WHAT TO DO: Report each line from the entries in which "validate" can be found.
[Opening DATA TO EXAMINE section]
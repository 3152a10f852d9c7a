//! # Repository Module
//!
//! Database repository implementations for the ordering store.
//!
//! ## Repository Pattern
//! ```text
//! ┌─────────────────────────────────────────────────────────────────────────┐
//! │                    Two Kinds of Repository Calls                        │
//! │                                                                         │
//! │  Pool-level (&self)                 Transaction-level (associated fn)  │
//! │  ──────────────────                 ───────────────────────────────    │
//! │  db.products().menu()               CourierRepository::claim(&mut tx,  │
//! │  db.customers().list()                  courier_id, now)               │
//! │  db.orders().undelivered()          OrderRepository::insert(&mut tx,   │
//! │                                         &new_order)                    │
//! │       │                                   │                             │
//! │       ▼                                   ▼                             │
//! │  any pooled connection              the caller's open transaction      │
//! │                                                                         │
//! │  Multi-step writes (placing an order, completing a delivery) are       │
//! │  composed from transaction-level calls by the workflow, which owns     │
//! │  commit and rollback.                                                   │
//! └─────────────────────────────────────────────────────────────────────────┘
//! ```
//!
//! ## Available Repositories
//!
//! - [`CustomerRepository`] - Registration, lookup, pizza counter
//! - [`ProductRepository`] - Priced menu from `v_product_prices`
//! - [`DiscountCodeRepository`] - Lookup and one-time consumption
//! - [`CourierRepository`] - Candidates, claim, cooldown release
//! - [`OrderRepository`] - Orders, items, delivery
//! - [`StatusRepository`] - Status vocabulary

pub mod courier;
pub mod customer;
pub mod discount;
pub mod order;
pub mod product;
pub mod status;

pub use courier::CourierRepository;
pub use customer::CustomerRepository;
pub use discount::DiscountCodeRepository;
pub use order::{NewOrder, OrderRepository};
pub use product::{NewProduct, ProductRepository};
pub use status::StatusRepository;
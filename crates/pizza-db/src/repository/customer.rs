//! # Customer Repository
//!
//! Registration, lookup and the pizza counter that drives the loyalty
//! discount.

use sqlx::{SqliteConnection, SqlitePool};
use tracing::debug;

use crate::error::{DbError, DbResult};
use pizza_core::{Customer, NewCustomer};

const SELECT_CUSTOMER: &str = r#"
    SELECT id, name, birth_date, address, phone, pizza_count
    FROM customer
"#;

/// Repository for customer database operations.
///
/// ## Usage
/// ```rust,ignore
/// let customer = db.customers().insert(&new_customer).await?;
/// let all = db.customers().list().await?;
/// ```
#[derive(Debug, Clone)]
pub struct CustomerRepository {
    pool: SqlitePool,
}

impl CustomerRepository {
    /// Creates a new CustomerRepository.
    pub fn new(pool: SqlitePool) -> Self {
        CustomerRepository { pool }
    }

    /// Inserts a customer with a pizza count of zero and returns the stored row.
    pub async fn insert(&self, customer: &NewCustomer) -> DbResult<Customer> {
        debug!(name = %customer.name, "Inserting customer");

        let id: i64 = sqlx::query_scalar(
            r#"
            INSERT INTO customer (name, birth_date, address, phone, pizza_count)
            VALUES (?1, ?2, ?3, ?4, 0)
            RETURNING id
            "#,
        )
        .bind(&customer.name)
        .bind(customer.birth_date)
        .bind(&customer.address)
        .bind(&customer.phone)
        .fetch_one(&self.pool)
        .await?;

        self.get_by_id(id)
            .await?
            .ok_or_else(|| DbError::not_found("Customer", id))
    }

    /// Gets a customer by id.
    ///
    /// ## Returns
    /// * `Ok(Some(Customer))` - Customer found
    /// * `Ok(None)` - No customer with that id
    pub async fn get_by_id(&self, id: i64) -> DbResult<Option<Customer>> {
        let customer = sqlx::query_as::<_, Customer>(&format!("{SELECT_CUSTOMER} WHERE id = ?1"))
            .bind(id)
            .fetch_optional(&self.pool)
            .await?;

        Ok(customer)
    }

    /// Lists every customer ordered by id.
    pub async fn list(&self) -> DbResult<Vec<Customer>> {
        let customers = sqlx::query_as::<_, Customer>(&format!("{SELECT_CUSTOMER} ORDER BY id"))
            .fetch_all(&self.pool)
            .await?;

        debug!(count = customers.len(), "Listed customers");
        Ok(customers)
    }

    /// Number of customers.
    pub async fn count(&self) -> DbResult<i64> {
        let count = sqlx::query_scalar("SELECT COUNT(*) FROM customer")
            .fetch_one(&self.pool)
            .await?;
        Ok(count)
    }

    /// Adds `units` to the customer's pizza count inside an open transaction.
    pub async fn add_pizzas(conn: &mut SqliteConnection, customer_id: i64, units: i64) -> DbResult<()> {
        if units == 0 {
            return Ok(());
        }

        let result = sqlx::query("UPDATE customer SET pizza_count = pizza_count + ?2 WHERE id = ?1")
            .bind(customer_id)
            .bind(units)
            .execute(&mut *conn)
            .await?;

        if result.rows_affected() == 0 {
            return Err(DbError::not_found("Customer", customer_id));
        }

        debug!(customer_id, units, "Pizza count incremented");
        Ok(())
    }
}

// =============================================================================
// Unit Tests
// =============================================================================
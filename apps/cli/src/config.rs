//! Console configuration.
//!
//! Loaded once at startup and passed explicitly; nothing reads the
//! environment after that.
//!
//! Sources, later ones override earlier ones:
//! 1. Built-in defaults
//! 2. `pizza.toml` in the working directory (optional)
//! 3. Environment variables with the `DB_` prefix (`DB_DIR`, `DB_NAME`,
//!    `DB_MAX_CONNECTIONS`)

use std::path::PathBuf;

use config::{Config, Environment, File, FileFormat};
use serde::{Deserialize, Serialize};

use pizza_db::DbConfig;

/// Config file looked up in the working directory.
pub const DEFAULT_CONFIG_FILE: &str = "pizza.toml";

/// Prefix of the environment variables that override the file.
pub const ENV_PREFIX: &str = "DB";

const DEFAULT_DIR: &str = "./data";
const DEFAULT_NAME: &str = "pizza_db";
const DEFAULT_MAX_CONNECTIONS: i64 = 5;

/// Application configuration.
#[derive(Debug, Clone, PartialEq, Eq, Serialize, Deserialize)]
pub struct AppConfig {
    /// Directory holding the database file
    pub dir: PathBuf,

    /// Database name; the file is `<dir>/<name>.db`
    pub name: String,

    /// Pool size
    pub max_connections: u32,
}

impl Default for AppConfig {
    fn default() -> Self {
        AppConfig {
            dir: PathBuf::from(DEFAULT_DIR),
            name: DEFAULT_NAME.to_string(),
            max_connections: DEFAULT_MAX_CONNECTIONS as u32,
        }
    }
}

impl AppConfig {
    /// Loads configuration from `pizza.toml` and the environment.
    pub fn load() -> Result<Self, ConfigError> {
        Self::load_from(DEFAULT_CONFIG_FILE)
    }

    /// Loads configuration using `file` as the optional TOML source.
    pub fn load_from(file: &str) -> Result<Self, ConfigError> {
        let settings = Config::builder()
            .set_default("dir", DEFAULT_DIR)?
            .set_default("name", DEFAULT_NAME)?
            .set_default("max_connections", DEFAULT_MAX_CONNECTIONS)?
            .add_source(File::new(file, FileFormat::Toml).required(false))
            .add_source(Environment::with_prefix(ENV_PREFIX).try_parsing(true))
            .build()?;

        let config: AppConfig = settings.try_deserialize()?;
        config.validate()?;
        Ok(config)
    }

    /// Checks values the deserializer cannot.
    pub fn validate(&self) -> Result<(), ConfigError> {
        if self.name.trim().is_empty() {
            return Err(ConfigError::InvalidValue("DB_NAME".to_string()));
        }
        if self.max_connections == 0 {
            return Err(ConfigError::InvalidValue("DB_MAX_CONNECTIONS".to_string()));
        }
        Ok(())
    }

    /// Full path of the database file.
    pub fn database_path(&self) -> PathBuf {
        self.dir.join(format!("{}.db", self.name))
    }

    /// Pool configuration for [`pizza_db::Database::new`].
    pub fn db_config(&self) -> DbConfig {
        DbConfig::new(self.database_path()).max_connections(self.max_connections)
    }
}

/// Configuration error types.
#[derive(Debug, thiserror::Error)]
pub enum ConfigError {
    #[error("Invalid value for {0}")]
    InvalidValue(String),

    #[error("Could not load configuration: {0}")]
    Load(#[from] config::ConfigError),
}
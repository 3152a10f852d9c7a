//! # Application Error Type
//!
//! The one error type the console shows to the operator.
//!
//! ## Error Handling Strategy
//! ```text
//! ┌─────────────────────────────────────────────────────────────────────────┐
//! │                    Error Flow in the Console                            │
//! │                                                                         │
//! │  Menu action (e.g. "2) Place order")                                   │
//! │         │                                                               │
//! │         ▼                                                               │
//! │  ┌──────────────────────────────────────────────────────────────────┐  │
//! │  │  Workflow function  → Result<T, AppError>                        │  │
//! │  │         │                                                        │  │
//! │  │  Lookup / rule failure? ── CoreError::NoEligibleCourier ──┐     │  │
//! │  │         │                                                 │     │  │
//! │  │  Store failure? ────────── DbError::QueryFailed(..) ──────┤     │  │
//! │  │         │                                                 ▼     │  │
//! │  │         │                                             AppError  │  │
//! │  └─────────┼─────────────────────────────────────────────────┼─────┘  │
//! │            ▼                                                 ▼        │
//! │        success output                    "✗ [business rule] ..."       │
//! │                                           menu loop continues          │
//! └─────────────────────────────────────────────────────────────────────────┘
//! ```

use std::fmt;

use pizza_core::{CoreError, ValidationError};
use pizza_db::DbError;

/// Error returned from workflow functions.
#[derive(Debug, Clone, PartialEq, Eq)]
pub struct AppError {
    /// Category, for programmatic handling and tests
    pub code: ErrorCode,

    /// Human-readable message for display
    pub message: String,
}

/// Error categories.
#[derive(Debug, Clone, Copy, PartialEq, Eq, Hash)]
pub enum ErrorCode {
    /// An id or code the operator entered does not exist
    NotFound,
    /// Input validation failed
    Validation,
    /// A business rule refused the request (used code, no courier, ...)
    BusinessRule,
    /// A write or read against the store failed
    Persistence,
    /// The store could not be reached
    Connection,
    /// Anything else
    Internal,
}

impl ErrorCode {
    pub fn as_str(&self) -> &'static str {
        match self {
            ErrorCode::NotFound => "not found",
            ErrorCode::Validation => "invalid input",
            ErrorCode::BusinessRule => "business rule",
            ErrorCode::Persistence => "persistence",
            ErrorCode::Connection => "connection",
            ErrorCode::Internal => "internal",
        }
    }
}

impl fmt::Display for ErrorCode {
    fn fmt(&self, f: &mut fmt::Formatter<'_>) -> fmt::Result {
        f.write_str(self.as_str())
    }
}

impl AppError {
    /// Creates a new error.
    pub fn new(code: ErrorCode, message: impl Into<String>) -> Self {
        AppError {
            code,
            message: message.into(),
        }
    }

    /// Creates a validation error.
    pub fn validation(message: impl Into<String>) -> Self {
        AppError::new(ErrorCode::Validation, message)
    }

    /// Creates an internal error.
    pub fn internal(message: impl Into<String>) -> Self {
        AppError::new(ErrorCode::Internal, message)
    }
}

/// Converts core errors to application errors.
impl From<CoreError> for AppError {
    fn from(err: CoreError) -> Self {
        let code = match &err {
            CoreError::CustomerNotFound(_)
            | CoreError::ProductNotFound(_)
            | CoreError::OrderNotFound(_) => ErrorCode::NotFound,

            CoreError::EmptyOrder | CoreError::Validation(_) => ErrorCode::Validation,

            // An unknown code is refused like a used one
            CoreError::PriceMissing(_)
            | CoreError::DiscountCodeNotFound(_)
            | CoreError::DiscountCodeUsed(_)
            | CoreError::NoEligibleCourier
            | CoreError::OrderAlreadyDelivered(_) => ErrorCode::BusinessRule,
        };
        AppError::new(code, err.to_string())
    }
}

impl From<ValidationError> for AppError {
    fn from(err: ValidationError) -> Self {
        AppError::validation(err.to_string())
    }
}

/// Converts database errors to application errors.
///
/// Store failures are logged and their cause is kept in the message.
impl From<DbError> for AppError {
    fn from(err: DbError) -> Self {
        match err {
            DbError::NotFound { entity, id } => {
                AppError::new(ErrorCode::NotFound, format!("{} not found: {}", entity, id))
            }
            DbError::UniqueViolation { field, .. } => {
                AppError::validation(format!("{} already exists", field))
            }
            DbError::ForeignKeyViolation { message } => {
                tracing::error!("Foreign key violation: {}", message);
                AppError::validation(format!("Invalid reference: {}", message))
            }
            DbError::CheckViolation(message) => {
                tracing::error!("Check constraint violation: {}", message);
                AppError::validation(format!("Value out of range: {}", message))
            }
            DbError::ConnectionFailed(e) => {
                tracing::error!("Database connection failed: {}", e);
                AppError::new(ErrorCode::Connection, format!("Database connection failed: {}", e))
            }
            DbError::MigrationFailed(e) => {
                tracing::error!("Database migration failed: {}", e);
                AppError::new(ErrorCode::Connection, format!("Database migration failed: {}", e))
            }
            DbError::PoolExhausted => {
                AppError::new(ErrorCode::Connection, "Database is busy, try again")
            }
            DbError::QueryFailed(e) => {
                tracing::error!("Database query failed: {}", e);
                AppError::new(ErrorCode::Persistence, format!("Database operation failed: {}", e))
            }
            DbError::TransactionFailed(e) => {
                tracing::error!("Transaction failed: {}", e);
                AppError::new(ErrorCode::Persistence, format!("Database transaction failed: {}", e))
            }
            DbError::DataCorruption(e) => {
                tracing::error!("Corrupt data: {}", e);
                AppError::new(ErrorCode::Persistence, format!("Stored data could not be read: {}", e))
            }
            DbError::Internal(e) => {
                tracing::error!("Internal database error: {}", e);
                AppError::new(ErrorCode::Persistence, format!("Database operation failed: {}", e))
            }
        }
    }
}

impl fmt::Display for AppError {
    fn fmt(&self, f: &mut fmt::Formatter<'_>) -> fmt::Result {
        write!(f, "[{}] {}", self.code, self.message)
    }
}

impl std::error::Error for AppError {}

// =============================================================================
// Unit Tests
// =============================================================================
[Closing DATA TO EXAMINE section]
SOLUTION FOR THIS TASK:
        config.validate()?;
    pub fn validate(&self) -> Result<(), ConfigError> {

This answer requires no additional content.